How your practice can achieve Y2K compliance
How your practice can achieve Y2K compliance
You’ve probably heard the doom-and-gloom predictions about what the Y2K computer bug could do to your computerized billing system and even the biomedical equipment in your office. Now for some good news: If you’re even minimally organized and put forth a reasonable effort, you can be Y2K compliant within 90 days, says Clearwater, FL-based health care technology consultant Frank Cohen, author of The Y2K Compliance Manual for the Medical Practice.
You don’t have to be at the high end of the technology spectrum to be affected by the Y2K problem. "While grounded in technology, this is not so much a technical issue as a business issue," says Cohen. "The reality is that everyone will be affected in one way or another, and failure to be prepared is simply negligence on their part."
If you haven’t started preparing yet, here are three good reasons why you’d better start soon:
Insurance won’t help you. "Most policies exclude avoidable situations, and no one will be able to convince the insurance company that this was a surprise," says Cohen. You are liable and responsible for your patients and your business. If you have equipment that malfunctions or fails, you run the risk of injuring your patients — and that means liability for you. Without a contingency plan in place, you could be considered negligent by a court of law. Your revenues are at risk. What if you don’t have any revenue in the first three months of 2000?"Do you really think that HCFA is so efficient that you are willing to risk not being paid in full should something happen to its payment systems?" Cohen asks. And what about commercial payers? Even if commercial systems are not badly affected by the millennium bug, some experts wonder whether this might give some payers another excuse for delaying payments.

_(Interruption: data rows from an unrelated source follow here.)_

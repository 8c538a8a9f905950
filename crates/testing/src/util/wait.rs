// SPDX-License-Identifier: AGPL-3.0-or-later
// Copyright (c) 2025 ReifyDB

//! Wait utilities for testing
//!
//! Provides utilities for waiting on conditions in tests without using fixed
//! sleeps, making tests both faster and more reliable.

use std::{
	thread,
	time::{Duration, Instant},
};

/// Default timeout for wait operations (5 seconds)
pub const DEFAULT_TIMEOUT: Duration = Duration::from_secs(5);

/// Default poll interval (1 millisecond)
pub const DEFAULT_POLL_INTERVAL: Duration = Duration::from_millis(1);

/// Block the calling thread until `condition` holds, polling at regular
/// intervals.
///
/// # Panics
/// Panics if the condition doesn't become true within the timeout period
pub fn wait_for_condition<F>(condition: F, timeout: Duration, poll_interval: Duration, timeout_message: &str)
where
	F: Fn() -> bool,
{
	let start = Instant::now();
	while !condition() {
		if start.elapsed() > timeout {
			panic!("Timeout after {:?}: {}", timeout, timeout_message);
		}
		thread::sleep(poll_interval);
	}
}

/// Wait for a condition with default timeout and poll interval
pub fn wait_for<F>(condition: F, message: &str)
where
	F: Fn() -> bool,
{
	wait_for_condition(condition, DEFAULT_TIMEOUT, DEFAULT_POLL_INTERVAL, message);
}

/// Like [`wait_for`], for tests driven by a tokio runtime.
pub async fn wait_for_async<F>(condition: F, message: &str)
where
	F: Fn() -> bool,
{
	let start = Instant::now();
	while !condition() {
		if start.elapsed() > DEFAULT_TIMEOUT {
			panic!("Timeout after {:?}: {}", DEFAULT_TIMEOUT, message);
		}
		tokio::time::sleep(DEFAULT_POLL_INTERVAL).await;
	}
}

Cohen recommends staying focused rather than getting overwhelmed thinking about Y2K. "Most practices can get their risk analysis and contingency plan completed within 90 days with little or no disruption to their daily operations," he says.
Cohen recommends taking the following basic steps to prepare for Y2K:
1. Document or flowchart all the processes in your practice, such as billing, payroll, patient care, etc. List each step you need to take to complete each process.

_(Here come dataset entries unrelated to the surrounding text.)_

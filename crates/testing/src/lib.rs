// SPDX-License-Identifier: AGPL-3.0-or-later
// Copyright (c) 2025 ReifyDB

//! Test tooling shared by the runtime's integration tests.

pub mod trace;
pub mod util;

pub use trace::{Event, Trace};
pub use util::wait::{wait_for, wait_for_async, wait_for_condition};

2. Determine the dependencies for each component. "Dependencies are those things upon which that process is dependent to function," explains Cohen. For example, in the billing process, dependencies may include the computer hardware, software, phone line, printer, etc. "When you have finished, pick the one dependency that, without it, the entire process would fail. This is your primary dependency," he says.
3. For each primary dependency, determine if the risk potential is limited, partial, long-term, or certain failure. Define what that would mean to your practice. This creates what Cohen calls the "risk paradigm."

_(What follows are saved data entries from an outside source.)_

// SPDX-License-Identifier: AGPL-3.0-or-later
// Copyright (c) 2025 ReifyDB

//! The fiber of an actor and the loop that drives it.
//!
//! The body future is polled only from a job posted into the actor's strand,
//! so at most one poll per strand runs at a time. The actor's waker re-posts
//! that job; `scheduled` keeps a single run job in flight.

use std::{
	any::{Any, TypeId},
	collections::HashMap,
	future::Future,
	mem,
	panic::{self, AssertUnwindSafe},
	pin::Pin,
	sync::{
		Arc,
		atomic::{AtomicBool, AtomicU64, AtomicUsize, Ordering},
	},
	task::{Context, Poll, Wake, Waker},
};

use futures_util::future::{BoxFuture, join_all};
use parking_lot::{Condvar, Mutex};
use tracing::{debug, error, trace, warn};

use super::{Actor, ActorExit, ActorState, quit::QuitSlot};
use crate::{
	engine::WorkGuard,
	error::{Result, panic_message},
	strand::{FiberStack, StackMode, Strand},
};

pub(crate) type Body = Box<dyn FnOnce(Actor) -> BoxFuture<'static, Result<()>> + Send>;

static ACTOR_ID_COUNTER: AtomicU64 = AtomicU64::new(1);

enum Phase {
	Body(BoxFuture<'static, Result<()>>),
	/// Force-quit and await the children left behind by the body.
	Teardown(BoxFuture<'static, ()>),
}

pub(crate) struct ActorCore {
	pub(crate) state: ActorState,
	body: Option<Body>,
	fiber: Option<Phase>,
	pub(crate) children: Vec<Actor>,
	pub(crate) exit: Option<ActorExit>,
	quit_waiters: Vec<Waker>,
	pub(crate) signal_waiters: Vec<Waker>,
	slots: Vec<Arc<dyn QuitSlot>>,
	pub(crate) pumps: HashMap<TypeId, Arc<dyn Any + Send + Sync>>,
	pub(crate) stack: Option<FiberStack>,
	pub(crate) work: Option<WorkGuard>,
}

pub(crate) struct ActorCell {
	pub(crate) id: u64,
	pub(crate) strand: Strand,
	pub(crate) stack_mode: StackMode,
	pub(crate) parent: Option<u64>,
	scheduled: AtomicBool,
	finished: AtomicBool,
	pub(crate) quit_requested: AtomicBool,
	pub(crate) quit_locks: AtomicUsize,
	pub(crate) waited: AtomicBool,
	pub(crate) core: Mutex<ActorCore>,
	pub(crate) quit_cond: Condvar,
}

impl ActorCell {
	pub(crate) fn new(strand: Strand, stack_mode: StackMode, parent: Option<u64>, body: Body) -> Arc<Self> {
		Arc::new(Self {
			id: ACTOR_ID_COUNTER.fetch_add(1, Ordering::Relaxed),
			strand,
			stack_mode,
			parent,
			scheduled: AtomicBool::new(false),
			finished: AtomicBool::new(false),
			quit_requested: AtomicBool::new(false),
			quit_locks: AtomicUsize::new(0),
			waited: AtomicBool::new(false),
			core: Mutex::new(ActorCore {
				state: ActorState::Created,
				body: Some(body),
				fiber: None,
				children: Vec::new(),
				exit: None,
				quit_waiters: Vec::new(),
				signal_waiters: Vec::new(),
				slots: Vec::new(),
				pumps: HashMap::new(),
				stack: None,
				work: None,
			}),
			quit_cond: Condvar::new(),
		})
	}

	/// Post a run job into the strand unless one is already queued.
	pub(crate) fn schedule(self: &Arc<Self>) {
		if self.finished.load(Ordering::Acquire) || self.scheduled.swap(true, Ordering::AcqRel) {
			return;
		}

		let cell = self.clone();
		if let Err(err) = self.strand.inner().post(Box::new(move || cell.run())) {
			self.scheduled.store(false, Ordering::Release);
			warn!(actor = self.id, %err, "actor could not be scheduled");
		}
	}

	fn run(self: &Arc<Self>) {
		self.scheduled.store(false, Ordering::Release);

		let (fiber, body) = {
			let mut core = self.core.lock();
			match core.state {
				ActorState::Created | ActorState::Quit => return,
				ActorState::Suspended => {
					self.strand.inner().resumed();
					core.state = ActorState::Running;
				}
				ActorState::Runnable => core.state = ActorState::Running,
				ActorState::Running | ActorState::Quitting => {}
			}
			(core.fiber.take(), core.body.take())
		};

		let fiber = match (fiber, body) {
			(Some(fiber), _) => fiber,
			(None, Some(body)) => match self.start_fiber(body) {
				Ok(future) => Phase::Body(future),
				Err(exit) => return self.begin_quit(exit),
			},
			(None, None) => return,
		};

		match fiber {
			Phase::Body(future) => self.poll_body(future),
			Phase::Teardown(future) => self.poll_teardown(future),
		}
	}

	fn start_fiber(self: &Arc<Self>, body: Body) -> std::result::Result<BoxFuture<'static, Result<()>>, ActorExit> {
		let actor = Actor::from_cell(self.clone());
		let future = panic::catch_unwind(AssertUnwindSafe(move || body(actor)))
			.map_err(|payload| ActorExit::Panicked(panic_message(payload.as_ref())))?;

		let frame = mem::size_of_val(&*future);
		let stack = match self.strand.stack_pool().acquire(self.stack_mode, frame) {
			Ok(stack) => stack,
			Err(err) => {
				drop_fiber(future);
				return Err(ActorExit::Failed(err));
			}
		};

		trace!(actor = self.id, frame, stack = stack.size(), "fiber started");
		self.core.lock().stack = Some(stack);
		Ok(future)
	}

	fn poll_body(self: &Arc<Self>, mut future: BoxFuture<'static, Result<()>>) {
		if self.quit_requested.load(Ordering::Acquire) && self.quit_locks.load(Ordering::Acquire) == 0 {
			trace!(actor = self.id, "unwinding fiber for forced quit");
			drop_fiber(future);
			return self.begin_quit(ActorExit::ForceQuit);
		}

		let waker = Waker::from(self.clone());
		let mut cx = Context::from_waker(&waker);

		match panic::catch_unwind(AssertUnwindSafe(|| future.as_mut().poll(&mut cx))) {
			Ok(Poll::Pending) => self.suspend(Phase::Body(future)),
			Ok(Poll::Ready(result)) => {
				drop_fiber(future);
				let exit = match result {
					Ok(()) => ActorExit::Completed,
					Err(err) => ActorExit::Failed(err),
				};
				self.begin_quit(exit);
			}
			Err(payload) => {
				drop_fiber(future);
				self.begin_quit(ActorExit::Panicked(panic_message(payload.as_ref())));
			}
		}
	}

	fn poll_teardown(self: &Arc<Self>, mut future: BoxFuture<'static, ()>) {
		let waker = Waker::from(self.clone());
		let mut cx = Context::from_waker(&waker);

		match future.as_mut().poll(&mut cx) {
			Poll::Pending => self.core.lock().fiber = Some(Phase::Teardown(future)),
			Poll::Ready(()) => self.finish(),
		}
	}

	fn suspend(&self, fiber: Phase) {
		let mut core = self.core.lock();
		core.fiber = Some(fiber);
		if core.state == ActorState::Running {
			core.state = ActorState::Suspended;
			self.strand.inner().suspended();
		}
	}

	/// Enter `Quitting`: close every mailbox, then force-quit and await the
	/// children still attached.
	fn begin_quit(self: &Arc<Self>, exit: ActorExit) {
		match &exit {
			ActorExit::Completed => debug!(actor = self.id, "actor body completed"),
			ActorExit::ForceQuit => debug!(actor = self.id, "actor force quit"),
			ActorExit::Failed(err) => warn!(actor = self.id, %err, "actor body failed"),
			ActorExit::Panicked(message) => error!(actor = self.id, panic = %message, "actor body panicked"),
		}

		let (children, slots, pumps) = {
			let mut core = self.core.lock();
			core.state = ActorState::Quitting;
			core.exit = Some(exit);
			(mem::take(&mut core.children), mem::take(&mut core.slots), mem::take(&mut core.pumps))
		};

		for slot in slots {
			slot.close();
		}
		drop(pumps);

		if children.is_empty() {
			return self.finish();
		}

		trace!(actor = self.id, children = children.len(), "tearing down children");
		let teardown = Box::pin(async move {
			for child in &children {
				child.cell.request_quit();
			}
			join_all(children.iter().map(|child| QuitWait::new(child.cell.clone()))).await;
		});
		self.poll_teardown(teardown);
	}

	fn finish(&self) {
		let (waiters, signal_waiters, stack, work) = {
			let mut core = self.core.lock();
			core.state = ActorState::Quit;
			core.fiber = None;
			core.body = None;
			(
				mem::take(&mut core.quit_waiters),
				mem::take(&mut core.signal_waiters),
				core.stack.take(),
				core.work.take(),
			)
		};
		self.finished.store(true, Ordering::Release);

		if let Some(stack) = stack {
			self.strand.stack_pool().release(stack);
		}

		self.quit_cond.notify_all();
		for waker in waiters {
			waker.wake();
		}
		drop(signal_waiters);

		debug!(actor = self.id, strand = self.strand.id(), "actor quit");
		drop(work);
	}

	/// Ask the actor to quit. An actor that never started quits on the spot.
	pub(crate) fn request_quit(self: &Arc<Self>) {
		let unstarted = {
			let mut core = self.core.lock();
			match core.state {
				ActorState::Quitting | ActorState::Quit => return,
				ActorState::Created => {
					core.state = ActorState::Quitting;
					core.body.take()
				}
				_ => None,
			}
		};

		if let Some(body) = unstarted {
			drop(body);
			self.quit_requested.store(true, Ordering::Release);
			return self.begin_quit(ActorExit::ForceQuit);
		}

		if self.quit_requested.swap(true, Ordering::AcqRel) {
			return;
		}
		trace!(actor = self.id, "quit requested");

		let signal_waiters = mem::take(&mut self.core.lock().signal_waiters);
		for waker in signal_waiters {
			waker.wake();
		}
		self.schedule();
	}

	/// Attach a mailbox to this actor; it is closed when the actor quits.
	pub(crate) fn register_slot(&self, slot: Arc<dyn QuitSlot>) {
		let closed = {
			let mut core = self.core.lock();
			if matches!(core.state, ActorState::Quitting | ActorState::Quit) {
				true
			} else {
				core.slots.push(slot.clone());
				false
			}
		};
		if closed {
			slot.close();
		}
	}

	pub(crate) fn is_quitting(&self) -> bool {
		matches!(self.core.lock().state, ActorState::Quitting | ActorState::Quit)
	}
}

impl Wake for ActorCell {
	fn wake(self: Arc<Self>) {
		self.schedule();
	}

	fn wake_by_ref(self: &Arc<Self>) {
		self.schedule();
	}
}

/// Drop a fiber, running the destructors of everything it holds.
fn drop_fiber<T>(fiber: T) {
	if let Err(payload) = panic::catch_unwind(AssertUnwindSafe(move || drop(fiber))) {
		error!(panic = %panic_message(payload.as_ref()), "panic while unwinding fiber");
	}
}

/// Resolves with the exit of an actor once it reaches `Quit`.
pub struct QuitWait {
	cell: Arc<ActorCell>,
}

impl QuitWait {
	pub(crate) fn new(cell: Arc<ActorCell>) -> Self {
		Self {
			cell,
		}
	}
}

impl Future for QuitWait {
	type Output = ActorExit;

	fn poll(self: Pin<&mut Self>, cx: &mut Context<'_>) -> Poll<ActorExit> {
		let mut core = self.cell.core.lock();
		if core.state == ActorState::Quit {
			return Poll::Ready(core.exit.clone().unwrap_or(ActorExit::Completed));
		}
		if !core.quit_waiters.iter().any(|waker| waker.will_wake(cx.waker())) {
			core.quit_waiters.push(cx.waker().clone());
		}
		Poll::Pending
	}
}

4. Build a contingency plan that is realistic, affordable, and can be implemented if the need arises. Remember: You do not have to build a contingency plan for every possible problem. If you try to do that, you will never get it done, he notes.
5. Take a complete inventory of items that might be affected by the Y2K problem. Contact the vendors, manufacturers, distributors, and developers of those items to find out if the items are Y2K-ready and, if not, what to do to get them there.
Here are other actions Cohen says should be considered during your Y2K planning process:
— Secure a line of credit with a reputable financial institution equal to at least 90 days of basic operating expenses.
— Have enough cash on hand to cover 30 days’ worth of payroll.
— Increase your inventory of patient care-related supplies to a 90-day level.